(Dataset entries)
□ □ □ □ □ □ □
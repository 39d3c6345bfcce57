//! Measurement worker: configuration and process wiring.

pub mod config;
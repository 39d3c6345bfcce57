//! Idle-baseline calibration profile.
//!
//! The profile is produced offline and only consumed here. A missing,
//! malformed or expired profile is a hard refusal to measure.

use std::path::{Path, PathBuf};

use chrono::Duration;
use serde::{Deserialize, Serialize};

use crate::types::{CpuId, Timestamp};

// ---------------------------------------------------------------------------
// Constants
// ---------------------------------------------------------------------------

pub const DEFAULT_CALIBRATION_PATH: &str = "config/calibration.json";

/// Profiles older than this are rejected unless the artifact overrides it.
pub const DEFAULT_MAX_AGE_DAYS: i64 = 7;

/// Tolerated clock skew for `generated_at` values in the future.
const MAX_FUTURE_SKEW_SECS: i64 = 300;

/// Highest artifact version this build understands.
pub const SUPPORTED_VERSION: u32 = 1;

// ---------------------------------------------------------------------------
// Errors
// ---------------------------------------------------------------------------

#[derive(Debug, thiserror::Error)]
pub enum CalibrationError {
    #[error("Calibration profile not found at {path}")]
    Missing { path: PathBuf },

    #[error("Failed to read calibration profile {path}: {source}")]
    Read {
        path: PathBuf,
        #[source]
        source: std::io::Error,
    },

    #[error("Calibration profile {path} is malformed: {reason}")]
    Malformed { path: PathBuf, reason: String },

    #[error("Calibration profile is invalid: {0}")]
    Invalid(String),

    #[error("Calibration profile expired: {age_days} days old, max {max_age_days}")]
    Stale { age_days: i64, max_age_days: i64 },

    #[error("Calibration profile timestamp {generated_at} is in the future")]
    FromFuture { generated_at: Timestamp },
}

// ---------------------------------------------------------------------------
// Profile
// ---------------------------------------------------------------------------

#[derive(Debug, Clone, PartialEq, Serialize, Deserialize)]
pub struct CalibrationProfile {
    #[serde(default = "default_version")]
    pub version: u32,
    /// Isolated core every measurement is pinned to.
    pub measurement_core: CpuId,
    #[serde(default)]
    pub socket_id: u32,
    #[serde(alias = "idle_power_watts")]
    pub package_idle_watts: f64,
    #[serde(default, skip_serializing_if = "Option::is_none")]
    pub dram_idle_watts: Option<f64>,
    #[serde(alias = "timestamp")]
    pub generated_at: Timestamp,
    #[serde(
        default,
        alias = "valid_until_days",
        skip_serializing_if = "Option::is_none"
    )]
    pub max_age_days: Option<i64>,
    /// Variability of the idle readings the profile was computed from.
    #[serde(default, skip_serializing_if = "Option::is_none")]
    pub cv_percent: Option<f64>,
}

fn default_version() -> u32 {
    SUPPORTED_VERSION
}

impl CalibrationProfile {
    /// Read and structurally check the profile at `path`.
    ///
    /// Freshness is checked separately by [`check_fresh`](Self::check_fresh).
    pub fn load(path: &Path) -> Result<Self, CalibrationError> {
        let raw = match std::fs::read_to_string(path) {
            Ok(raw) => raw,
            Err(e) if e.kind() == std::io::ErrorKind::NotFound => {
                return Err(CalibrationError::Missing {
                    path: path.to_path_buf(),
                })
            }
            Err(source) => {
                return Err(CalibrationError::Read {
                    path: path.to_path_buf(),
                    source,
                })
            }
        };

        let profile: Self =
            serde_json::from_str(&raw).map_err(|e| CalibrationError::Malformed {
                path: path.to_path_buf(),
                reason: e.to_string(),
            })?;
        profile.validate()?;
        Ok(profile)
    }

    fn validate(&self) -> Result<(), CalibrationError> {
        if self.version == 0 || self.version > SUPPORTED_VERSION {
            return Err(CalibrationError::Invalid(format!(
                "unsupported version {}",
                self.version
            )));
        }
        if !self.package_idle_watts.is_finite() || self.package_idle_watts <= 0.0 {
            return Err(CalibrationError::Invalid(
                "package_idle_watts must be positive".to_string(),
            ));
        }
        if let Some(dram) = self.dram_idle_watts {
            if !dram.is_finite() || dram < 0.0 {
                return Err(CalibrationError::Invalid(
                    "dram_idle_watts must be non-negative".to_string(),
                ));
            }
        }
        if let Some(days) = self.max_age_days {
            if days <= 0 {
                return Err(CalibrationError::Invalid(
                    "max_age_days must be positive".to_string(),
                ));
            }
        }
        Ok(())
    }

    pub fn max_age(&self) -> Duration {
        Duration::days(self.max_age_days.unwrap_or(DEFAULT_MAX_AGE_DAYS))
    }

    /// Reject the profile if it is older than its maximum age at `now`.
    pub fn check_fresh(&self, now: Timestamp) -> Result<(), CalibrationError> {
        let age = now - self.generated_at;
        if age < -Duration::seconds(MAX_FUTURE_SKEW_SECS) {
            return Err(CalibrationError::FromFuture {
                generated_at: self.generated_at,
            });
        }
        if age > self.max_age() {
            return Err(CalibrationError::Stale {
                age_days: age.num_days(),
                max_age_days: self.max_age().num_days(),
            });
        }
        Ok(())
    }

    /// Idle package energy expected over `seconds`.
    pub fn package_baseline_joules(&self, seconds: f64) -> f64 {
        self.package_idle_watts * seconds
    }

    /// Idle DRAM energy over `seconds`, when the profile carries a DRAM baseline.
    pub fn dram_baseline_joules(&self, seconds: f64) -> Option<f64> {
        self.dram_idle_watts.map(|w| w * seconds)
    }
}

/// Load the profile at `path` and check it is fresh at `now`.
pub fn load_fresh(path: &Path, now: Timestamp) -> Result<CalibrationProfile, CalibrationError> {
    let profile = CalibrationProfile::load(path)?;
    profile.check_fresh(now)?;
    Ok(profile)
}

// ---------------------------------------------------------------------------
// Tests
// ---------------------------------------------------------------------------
□ □ □ □ □ □ □
● **EXERCISE DETAILS**
Your reply should contain every record, unchanged and complete.

● **RESULT BELOW**
repository 39d3c6345bfcce57
//! Measurement worker: configuration and process wiring.

pub mod config;
repository 39d3c6345bfcce57
//! Idle-baseline calibration profile.
//!
//! The profile is produced offline and only consumed here. A missing,
//! malformed or expired profile is a hard refusal to measure.

use std::path::{Path, PathBuf};

use chrono::Duration;
use serde::{Deserialize, Serialize};

use crate::types::{CpuId, Timestamp};

// ---------------------------------------------------------------------------
// Constants
// ---------------------------------------------------------------------------

pub const DEFAULT_CALIBRATION_PATH: &str = "config/calibration.json";

/// Profiles older than this are rejected unless the artifact overrides it.
pub const DEFAULT_MAX_AGE_DAYS: i64 = 7;

/// Tolerated clock skew for `generated_at` values in the future.
const MAX_FUTURE_SKEW_SECS: i64 = 300;

/// Highest artifact version this build understands.
pub const SUPPORTED_VERSION: u32 = 1;

// ---------------------------------------------------------------------------
// Errors
// ---------------------------------------------------------------------------

#[derive(Debug, thiserror::Error)]
pub enum CalibrationError {
    #[error("Calibration profile not found at {path}")]
    Missing { path: PathBuf },

    #[error("Failed to read calibration profile {path}: {source}")]
    Read {
        path: PathBuf,
        #[source]
        source: std::io::Error,
    },

    #[error("Calibration profile {path} is malformed: {reason}")]
    Malformed { path: PathBuf, reason: String },

    #[error("Calibration profile is invalid: {0}")]
    Invalid(String),

    #[error("Calibration profile expired: {age_days} days old, max {max_age_days}")]
    Stale { age_days: i64, max_age_days: i64 },

    #[error("Calibration profile timestamp {generated_at} is in the future")]
    FromFuture { generated_at: Timestamp },
}

// ---------------------------------------------------------------------------
// Profile
// ---------------------------------------------------------------------------

#[derive(Debug, Clone, PartialEq, Serialize, Deserialize)]
pub struct CalibrationProfile {
    #[serde(default = "default_version")]
    pub version: u32,
    /// Isolated core every measurement is pinned to.
    pub measurement_core: CpuId,
    #[serde(default)]
    pub socket_id: u32,
    #[serde(alias = "idle_power_watts")]
    pub package_idle_watts: f64,
    #[serde(default, skip_serializing_if = "Option::is_none")]
    pub dram_idle_watts: Option<f64>,
    #[serde(alias = "timestamp")]
    pub generated_at: Timestamp,
    #[serde(
        default,
        alias = "valid_until_days",
        skip_serializing_if = "Option::is_none"
    )]
    pub max_age_days: Option<i64>,
    /// Variability of the idle readings the profile was computed from.
    #[serde(default, skip_serializing_if = "Option::is_none")]
    pub cv_percent: Option<f64>,
}

fn default_version() -> u32 {
    SUPPORTED_VERSION
}

impl CalibrationProfile {
    /// Read and structurally check the profile at `path`.
    ///
    /// Freshness is checked separately by [`check_fresh`](Self::check_fresh).
    pub fn load(path: &Path) -> Result<Self, CalibrationError> {
        let raw = match std::fs::read_to_string(path) {
            Ok(raw) => raw,
            Err(e) if e.kind() == std::io::ErrorKind::NotFound => {
                return Err(CalibrationError::Missing {
                    path: path.to_path_buf(),
                })
            }
            Err(source) => {
                return Err(CalibrationError::Read {
                    path: path.to_path_buf(),
                    source,
                })
            }
        };

        let profile: Self =
            serde_json::from_str(&raw).map_err(|e| CalibrationError::Malformed {
                path: path.to_path_buf(),
                reason: e.to_string(),
            })?;
        profile.validate()?;
        Ok(profile)
    }

    fn validate(&self) -> Result<(), CalibrationError> {
        if self.version == 0 || self.version > SUPPORTED_VERSION {
            return Err(CalibrationError::Invalid(format!(
                "unsupported version {}",
                self.version
            )));
        }
        if !self.package_idle_watts.is_finite() || self.package_idle_watts <= 0.0 {
            return Err(CalibrationError::Invalid(
                "package_idle_watts must be positive".to_string(),
            ));
        }
        if let Some(dram) = self.dram_idle_watts {
            if !dram.is_finite() || dram < 0.0 {
                return Err(CalibrationError::Invalid(
                    "dram_idle_watts must be non-negative".to_string(),
                ));
            }
        }
        if let Some(days) = self.max_age_days {
            if days <= 0 {
                return Err(CalibrationError::Invalid(
                    "max_age_days must be positive".to_string(),
                ));
            }
        }
        Ok(())
    }

    pub fn max_age(&self) -> Duration {
        Duration::days(self.max_age_days.unwrap_or(DEFAULT_MAX_AGE_DAYS))
    }

    /// Reject the profile if it is older than its maximum age at `now`.
    pub fn check_fresh(&self, now: Timestamp) -> Result<(), CalibrationError> {
        let age = now - self.generated_at;
        if age < -Duration::seconds(MAX_FUTURE_SKEW_SECS) {
            return Err(CalibrationError::FromFuture {
                generated_at: self.generated_at,
            });
        }
        if age > self.max_age() {
            return Err(CalibrationError::Stale {
                age_days: age.num_days(),
                max_age_days: self.max_age().num_days(),
            });
        }
        Ok(())
    }

    /// Idle package energy expected over `seconds`.
    pub fn package_baseline_joules(&self, seconds: f64) -> f64 {
        self.package_idle_watts * seconds
    }

    /// Idle DRAM energy over `seconds`, when the profile carries a DRAM baseline.
    pub fn dram_baseline_joules(&self, seconds: f64) -> Option<f64> {
        self.dram_idle_watts.map(|w| w * seconds)
    }
}

/// Load the profile at `path` and check it is fresh at `now`.
pub fn load_fresh(path: &Path, now: Timestamp) -> Result<CalibrationProfile, CalibrationError> {
    let profile = CalibrationProfile::load(path)?;
    profile.check_fresh(now)?;
    Ok(profile)
}

// ---------------------------------------------------------------------------
// Tests
// ---------------------------------------------------------------------------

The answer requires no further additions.